Japan disaster relief now getting through to most survivors
Tens of thousands of Japan earthquake evacuees survived for days on very little. Now supplies are getting through, but Prime Minister Naoto Kan warned that "life in the emergency refuge centers will continue for some time."
Staff Sgt. Jonathan Steffen/U.S. Air Force/Reuters
Oshika Peninsular, Japan
Two vital things have improved for more than 250,000 evacuees still living in makeshift shelters a week after the Japan earthquake: supplies are getting through, and the weather has warmed up for now.
The Watanoha Elementary School, the ground floor of which was flooded by the March 11 tsunami, is home to some 1,000 evacuees from the surrounding Ishinomaki City area who spent the first five days there with no food or water supplies.
“We survived on snacks, cakes, and whatever food we happened to have on us for five days,” says Tomio Yamane. “It was so cold, we had no way of warming ourselves and people were getting no proper nutrition. It's amazing nobody died here at the shelter."
The resilient character of the Japanese people has been on international display for the past week as this nation struggles to regroup from the 9.0-magnitude earthquake and tsunami that erased communities and gave a blow to the economy. For many evacuees, there is now nowhere to go, and Prime Minister Naoto Kan has warned that "life in the emergency refuge centers will continue for some time yet."
"To everyone in the emergency refuge centers, I express my deepest sympathy for the hardships you are undergoing, in the cold, with meager supplies of food and water, and limited access to toilet facilities," Mr. Kan said in statement Thursday marking the one week since the earthquake. "At present, we in the government are working flat out to supply you with the food and blankets and other things you need."
With the ground floor of Watanoha Elementary School still damp and in disarray, the classrooms on the upper three stories have become cramped sleeping quarters, storerooms, and a basic medical room. Medicine is now arriving – the Marine Self-Defense Force has used the school playground as a helipad – and food and water is coming in by road. Communal meals are also being cooked in the playground using wood from the innumerable destroyed houses in the city.

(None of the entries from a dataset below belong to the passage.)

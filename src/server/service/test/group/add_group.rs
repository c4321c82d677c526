use super::*;

/// Tests that the second of two groups with the same name is rejected.
///
/// Expected: first creation succeeds, second fails with DuplicateGroupName
#[tokio::test]
async fn rejects_second_group_with_same_name() -> Result<(), AppError> {
    let test = TestBuilder::new().with_group_tables().build().await.unwrap();
    let db = test.db.as_ref().unwrap();

    let location = factory::create_location(db).await?;
    factory::status::create_status_named(db, "forming").await?;
    let coordinator =
        factory::user::create_user_with_role(db, "coordinator", Some(location.id)).await?;

    let service = GroupService::new(db);
    service
        .add_group(create_params("Alpha"), &coordinator.username)
        .await?;
    let second = service
        .add_group(create_params("Alpha"), &coordinator.username)
        .await;

    match second {
        Err(AppError::ValidationErr(err)) => {
            assert_eq!(err, ValidationError::DuplicateGroupName("Alpha".to_string()))
        }
        other => panic!("expected duplicate name, got {:?}", other),
    }

    Ok(())
}

/// Tests the defaults applied to a group created by a teacher.
///
/// Verifies that the location defaults to the teacher's, the status to the initial
/// status and that the teacher is assigned to the new group.
///
/// Expected: Ok with teacher's location, "forming" status and the teacher assigned
#[tokio::test]
async fn teacher_creates_group_with_defaults() -> Result<(), AppError> {
    let test = TestBuilder::new().with_group_tables().build().await.unwrap();
    let db = test.db.as_ref().unwrap();

    let location = factory::create_location(db).await?;
    let forming = factory::status::create_status_named(db, "forming").await?;
    let teacher = factory::user::create_user_with_role(db, "teacher", Some(location.id)).await?;
    let colleague = factory::user::create_user_with_role(db, "teacher", Some(location.id)).await?;

    let mut params = create_params("Alpha");
    params.teacher_ids = vec![colleague.id];

    let group = GroupService::new(db)
        .add_group(params, &teacher.username)
        .await?;

    assert_eq!(group.location.id, location.id);
    assert_eq!(group.status.id, forming.id);
    assert!(group.has_teacher(teacher.id));
    assert!(group.has_teacher(colleague.id));
    assert_eq!(group.teachers.len(), 2);

    Ok(())
}

/// Tests that teachers and coordinators cannot create groups elsewhere.
///
/// Expected: Err(AccessDenied(CreateGroupAlienLocation)) for both roles
#[tokio::test]
async fn rejects_creation_at_other_location() -> Result<(), AppError> {
    let test = TestBuilder::new().with_group_tables().build().await.unwrap();
    let db = test.db.as_ref().unwrap();

    let home = factory::create_location(db).await?;
    let other = factory::create_location(db).await?;
    factory::status::create_status_named(db, "forming").await?;
    let teacher = factory::user::create_user_with_role(db, "teacher", Some(home.id)).await?;
    let coordinator =
        factory::user::create_user_with_role(db, "coordinator", Some(home.id)).await?;
    let homeless = factory::user::create_user_with_role(db, "coordinator", None).await?;

    let service = GroupService::new(db);

    for actor in [&teacher, &coordinator] {
        let mut params = create_params(&format!("Alien {}", actor.id));
        params.location_id = Some(other.id);
        let result = service.add_group(params, &actor.username).await;
        assert!(denied(&result, DenialReason::CreateGroupAlienLocation));
    }

    let result = service
        .add_group(create_params("Nowhere"), &homeless.username)
        .await;
    assert!(denied(&result, DenialReason::CreateGroupAlienLocation));

    Ok(())
}

/// Tests that an admin may create a group anywhere but must name a location.
///
/// Expected: Ok at the given location, BadRequest without one
#[tokio::test]
async fn admin_creates_group_anywhere() -> Result<(), AppError> {
    let test = TestBuilder::new().with_group_tables().build().await.unwrap();
    let db = test.db.as_ref().unwrap();

    let location = factory::create_location(db).await?;
    let status = factory::create_status(db).await?;
    let admin = factory::user::create_user_with_role(db, "admin", None).await?;

    let service = GroupService::new(db);

    let mut params = create_params("Alpha");
    params.location_id = Some(location.id);
    params.status_id = Some(status.id);
    let group = service.add_group(params, &admin.username).await?;

    assert_eq!(group.location.id, location.id);
    assert_eq!(group.status.id, status.id);
    assert!(group.teachers.is_empty());

    let result = service.add_group(create_params("Beta"), &admin.username).await;
    assert!(matches!(result, Err(AppError::BadRequest(_))));

    Ok(())
}

/// Tests creation when the initial status is not configured.
///
/// Expected: Err(ValidationError::MissingGroupStatus)
#[tokio::test]
async fn fails_without_initial_status() -> Result<(), AppError> {
    let test = TestBuilder::new().with_group_tables().build().await.unwrap();
    let db = test.db.as_ref().unwrap();

    let location = factory::create_location(db).await?;
    let coordinator =
        factory::user::create_user_with_role(db, "coordinator", Some(location.id)).await?;

    let result = GroupService::new(db)
        .add_group(create_params("Alpha"), &coordinator.username)
        .await;

    assert!(matches!(
        result,
        Err(AppError::ValidationErr(ValidationError::MissingGroupStatus))
    ));

    Ok(())
}

/// Tests that a coordinator creating at a foreign location learns nothing about names.
///
/// The name is already taken, but the location gate applies first.
///
/// Expected: Err(AccessDenied(CreateGroupAlienLocation))
#[tokio::test]
async fn location_gate_precedes_name_check() -> Result<(), AppError> {
    let test = TestBuilder::new().with_group_tables().build().await.unwrap();
    let db = test.db.as_ref().unwrap();

    let home = factory::create_location(db).await?;
    let foreign = factory::create_location(db).await?;
    let forming = factory::status::create_status_named(db, "forming").await?;
    factory::group::GroupFactory::new(db, foreign.id, forming.id)
        .name("Alpha")
        .build()
        .await?;
    let coordinator =
        factory::user::create_user_with_role(db, "coordinator", Some(home.id)).await?;

    let mut params = create_params("Alpha");
    params.location_id = Some(foreign.id);

    let result = GroupService::new(db)
        .add_group(params, &coordinator.username)
        .await;

    assert!(denied(&result, DenialReason::CreateGroupAlienLocation));

    Ok(())
}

“The ambulances and Army began to arrive after a few days and took the sick and weak to hospitals. There were 1,200 to 1,300 of us here at one point,” says Ms. Yamane.

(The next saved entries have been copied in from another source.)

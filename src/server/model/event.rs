use chrono::NaiveDateTime;

use crate::{
    model::event::{EventDto, EventsFilterDto},
    server::model::reference::EventType,
};

/// Dated occurrence tied to a group.
#[derive(Debug, Clone, PartialEq)]
pub struct Event {
    pub id: i32,
    pub group_id: i32,
    pub event_type: EventType,
    pub date_time: NaiveDateTime,
}

impl Event {
    pub fn into_dto(self) -> EventDto {
        EventDto {
            id: self.id,
            group_id: self.group_id,
            event_type: self.event_type.into_dto(),
            date_time: self.date_time,
        }
    }
}

/// Criteria for querying events of one or more groups.
#[derive(Debug, Clone, PartialEq)]
pub struct EventsFilter {
    pub group_ids: Vec<i32>,
    /// Inclusive `(start, finish)` bounds on the event timestamp.
    pub range: Option<(NaiveDateTime, NaiveDateTime)>,
    /// Restricts the result to events whose type is a key date.
    pub key_dates_only: bool,
}

impl EventsFilter {
    pub fn from_dto(dto: EventsFilterDto) -> Self {
        Self {
            group_ids: dto.groups,
            range: dto.range.map(|range| (range.start, range.finish)),
            key_dates_only: dto.key_dates_only,
        }
    }
}
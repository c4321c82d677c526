use crate::server::error::{config::ConfigError, AppError};

const DEFAULT_BIND_ADDRESS: &str = "0.0.0.0:8080";
const DEFAULT_SESSION_DAYS: i64 = 7;

pub struct Config {
    pub database_url: String,
    pub bind_address: String,
    /// Days of inactivity after which a session expires.
    pub session_days: i64,
    /// Origin allowed to make cross-origin requests; none disables CORS headers.
    pub cors_origin: Option<String>,
}

impl Config {
    pub fn from_env() -> Result<Self, AppError> {
        let session_days = match std::env::var("SESSION_DAYS") {
            Ok(value) => value.parse().map_err(|_| ConfigError::InvalidEnvVar {
                name: "SESSION_DAYS".to_string(),
                value,
            })?,
            Err(_) => DEFAULT_SESSION_DAYS,
        };

        Ok(Self {
            database_url: std::env::var("DATABASE_URL")
                .map_err(|_| ConfigError::MissingEnvVar("DATABASE_URL".to_string()))?,
            bind_address: std::env::var("BIND_ADDRESS")
                .unwrap_or_else(|_| DEFAULT_BIND_ADDRESS.to_string()),
            session_days,
            cors_origin: std::env::var("CORS_ORIGIN").ok(),
        })
    }
}
pub use sea_orm_migration::prelude::*;

mod m20260105_000001_create_location_table;
mod m20260105_000002_create_user_table;
mod m20260105_000003_create_status_table;
mod m20260105_000004_create_student_group_table;
mod m20260105_000005_create_group_teacher_table;
mod m20260105_000006_create_english_level_table;
mod m20260105_000007_create_expert_table;
mod m20260105_000008_create_student_table;
mod m20260105_000009_create_event_type_table;
mod m20260105_000010_create_event_table;
mod m20260105_000011_seed_reference_data;

pub struct Migrator;

#[async_trait::async_trait]
impl MigratorTrait for Migrator {
    fn migrations() -> Vec<Box<dyn MigrationTrait>> {
        vec![
            Box::new(m20260105_000001_create_location_table::Migration),
            Box::new(m20260105_000002_create_user_table::Migration),
            Box::new(m20260105_000003_create_status_table::Migration),
            Box::new(m20260105_000004_create_student_group_table::Migration),
            Box::new(m20260105_000005_create_group_teacher_table::Migration),
            Box::new(m20260105_000006_create_english_level_table::Migration),
            Box::new(m20260105_000007_create_expert_table::Migration),
            Box::new(m20260105_000008_create_student_table::Migration),
            Box::new(m20260105_000009_create_event_type_table::Migration),
            Box::new(m20260105_000010_create_event_table::Migration),
            Box::new(m20260105_000011_seed_reference_data::Migration),
        ]
    }
}
use sea_orm_migration::{prelude::*, schema::*};

use super::{
    m20260105_000001_create_location_table::Location,
    m20260105_000003_create_status_table::Status,
};

#[derive(DeriveMigrationName)]
pub struct Migration;

#[async_trait::async_trait]
impl MigrationTrait for Migration {
    async fn up(&self, manager: &SchemaManager) -> Result<(), DbErr> {
        manager
            .create_table(
                Table::create()
                    .table(StudentGroup::Table)
                    .if_not_exists()
                    .col(pk_auto(StudentGroup::Id))
                    .col(string_uniq(StudentGroup::Name))
                    .col(integer(StudentGroup::LocationId))
                    .col(integer(StudentGroup::StatusId))
                    .col(date_null(StudentGroup::StartDate))
                    .col(date_null(StudentGroup::FinishDate))
                    .foreign_key(
                        ForeignKey::create()
                            .name("fk_student_group_location_id")
                            .from(StudentGroup::Table, StudentGroup::LocationId)
                            .to(Location::Table, Location::Id)
                            .on_delete(ForeignKeyAction::Restrict)
                            .on_update(ForeignKeyAction::Cascade),
                    )
                    .foreign_key(
                        ForeignKey::create()
                            .name("fk_student_group_status_id")
                            .from(StudentGroup::Table, StudentGroup::StatusId)
                            .to(Status::Table, Status::Id)
                            .on_delete(ForeignKeyAction::Restrict)
                            .on_update(ForeignKeyAction::Cascade),
                    )
                    .to_owned(),
            )
            .await
    }

    async fn down(&self, manager: &SchemaManager) -> Result<(), DbErr> {
        manager
            .drop_table(Table::drop().table(StudentGroup::Table).to_owned())
            .await
    }
}

#[derive(DeriveIden)]
pub enum StudentGroup {
    Table,
    Id,
    Name,
    LocationId,
    StatusId,
    StartDate,
    FinishDate,
}
use sea_orm_migration::{prelude::*, schema::*};

#[derive(DeriveMigrationName)]
pub struct Migration;

#[async_trait::async_trait]
impl MigrationTrait for Migration {
    async fn up(&self, manager: &SchemaManager) -> Result<(), DbErr> {
        manager
            .create_table(
                Table::create()
                    .table(EnglishLevel::Table)
                    .if_not_exists()
                    .col(pk_auto(EnglishLevel::Id))
                    .col(string_uniq(EnglishLevel::Name))
                    .to_owned(),
            )
            .await
    }

    async fn down(&self, manager: &SchemaManager) -> Result<(), DbErr> {
        manager
            .drop_table(Table::drop().table(EnglishLevel::Table).to_owned())
            .await
    }
}

#[derive(DeriveIden)]
pub enum EnglishLevel {
    Table,
    Id,
    Name,
}
use crate::server::{
    error::{auth::AuthError, AppError},
    middleware::{auth::AuthGuard, session::AuthSession},
    model::user::Role,
    validator::{ALL_ROLES, GROUP_REMOVERS},
};
use test_utils::{builder::TestBuilder, factory};
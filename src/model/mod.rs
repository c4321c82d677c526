//! Data transfer objects exchanged over the HTTP API.
//!
//! These types define the JSON wire format. Server-side domain models convert to and
//! from them at the controller boundary.

pub mod api;
pub mod date;
pub mod event;
pub mod group;
pub mod reference;
pub mod student;
pub mod user;
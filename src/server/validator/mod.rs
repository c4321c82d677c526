//! Authorization and business-rule validation.
//!
//! Services call into this layer before touching the repositories:
//!
//! - [`require_role`] gates every service operation on the acting user's role
//! - [`group::GroupValidator`] resolves partial group updates and decides who may
//!   create, edit and delete groups
//! - [`student::StudentValidator`] decides who may add or update students
//!
//! Every denial is reported as `AuthError::AccessDenied` carrying a `DenialReason`.

pub mod group;
pub mod student;

use crate::server::{
    error::auth::{AuthError, DenialReason},
    model::{
        location::Location,
        user::{Role, User},
    },
};

/// Roles allowed to read groups, students and events.
pub const ALL_ROLES: &[Role] = &[Role::Teacher, Role::Coordinator, Role::Admin];

/// Roles allowed to delete groups.
pub const GROUP_REMOVERS: &[Role] = &[Role::Coordinator, Role::Admin];

/// Roles allowed to list their own assigned groups.
pub const TEACHERS_ONLY: &[Role] = &[Role::Teacher];

/// Fails unless the user's role is one of `allowed`.
pub fn require_role(user: &User, allowed: &[Role]) -> Result<(), AuthError> {
    if allowed.contains(&user.role) {
        return Ok(());
    }

    tracing::debug!(
        "User {} with role {} denied, allowed roles: {:?}",
        user.id,
        user.role.as_str(),
        allowed
    );

    Err(AuthError::AccessDenied(DenialReason::RoleNotAllowed))
}

/// Whether the user works at the given location. Users without a location never do.
pub(crate) fn is_at_location(user: &User, location: &Location) -> bool {
    user.location.as_ref() == Some(location)
}
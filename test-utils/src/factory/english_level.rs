//! English level factory.

use crate::factory::helpers::next_id;
use sea_orm::{ActiveModelTrait, ActiveValue, DatabaseConnection, DbErr};

/// Creates an English level with the given name.
pub async fn create_english_level_named(
    db: &DatabaseConnection,
    name: impl Into<String>,
) -> Result<entity::english_level::Model, DbErr> {
    entity::english_level::ActiveModel {
        name: ActiveValue::Set(name.into()),
        ..Default::default()
    }
    .insert(db)
    .await
}

/// Creates an English level with a unique name.
pub async fn create_english_level(
    db: &DatabaseConnection,
) -> Result<entity::english_level::Model, DbErr> {
    create_english_level_named(db, format!("Level {}", next_id())).await
}
//! SeaORM entity models for the classboard schema.
//!
//! Tables mirror the migrations in the `migration` crate. Relations are declared
//! for foreign keys only; the location coordinator is a plain nullable column to
//! avoid a user/location reference cycle.

pub mod prelude;

pub mod english_level;
pub mod event;
pub mod event_type;
pub mod expert;
pub mod group_teacher;
pub mod location;
pub mod status;
pub mod student;
pub mod student_group;
pub mod user;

Despite the tough conditions, Yamane's husband was happy to be there, having just arrived after a two-day journey from the Tokyo area. With no electricity or telecommunications lines open, he hadn't been able to confirm whether his wife and their two grown children alive were alive or not until he reached the shelter Saturday.
The scale of the disaster that has struck the region is hard to comprehend. The earthquake moved the coastline of Japan's main Honshu island eight feet and shifted the earth 10 inches off its axis. The latest official death toll as of writing is 8,450, with a further 12,931 people missing.
Tens of thousands have also been evacuated due to fear of a major radiation leak at the Fukushima Daiichi nuclear power plant, and many more left on edge across the country.
'Warm during the days now'
“I was working on the seashore, when I heard the tsunami warning on the radio,” says Masashi Abe, who farms scallops. “It said it would be three to six meters [10 to 20 feet], and I thought, 'really? We better get out.' ”
“Actually it was higher than that, up to 10 meters [33 feet] in places; you can see by where it left debris stuck up high in the trees,” says Mr. Abe, who has lived through previous tsunamis.
Still, he is relieved to have food and somewhere warm to sleep at night, though his evacuation center happens to be, of all places, the nearby Onagawa nuclear power station.
“There are no problems at that plant and we can get food from there that the Army and Navy have been bringing in from the air,” says Abe. “And it's warm during the days now when we are out trying to find things of ours that were swept away by the tsunami.”
Like most people along the peninsula, the Abe family is unable to move due to a nationwide gasoline shortage. They are spending their days sifting through the rubble that used to be their town in the hope of finding some memento of the life they used to lead.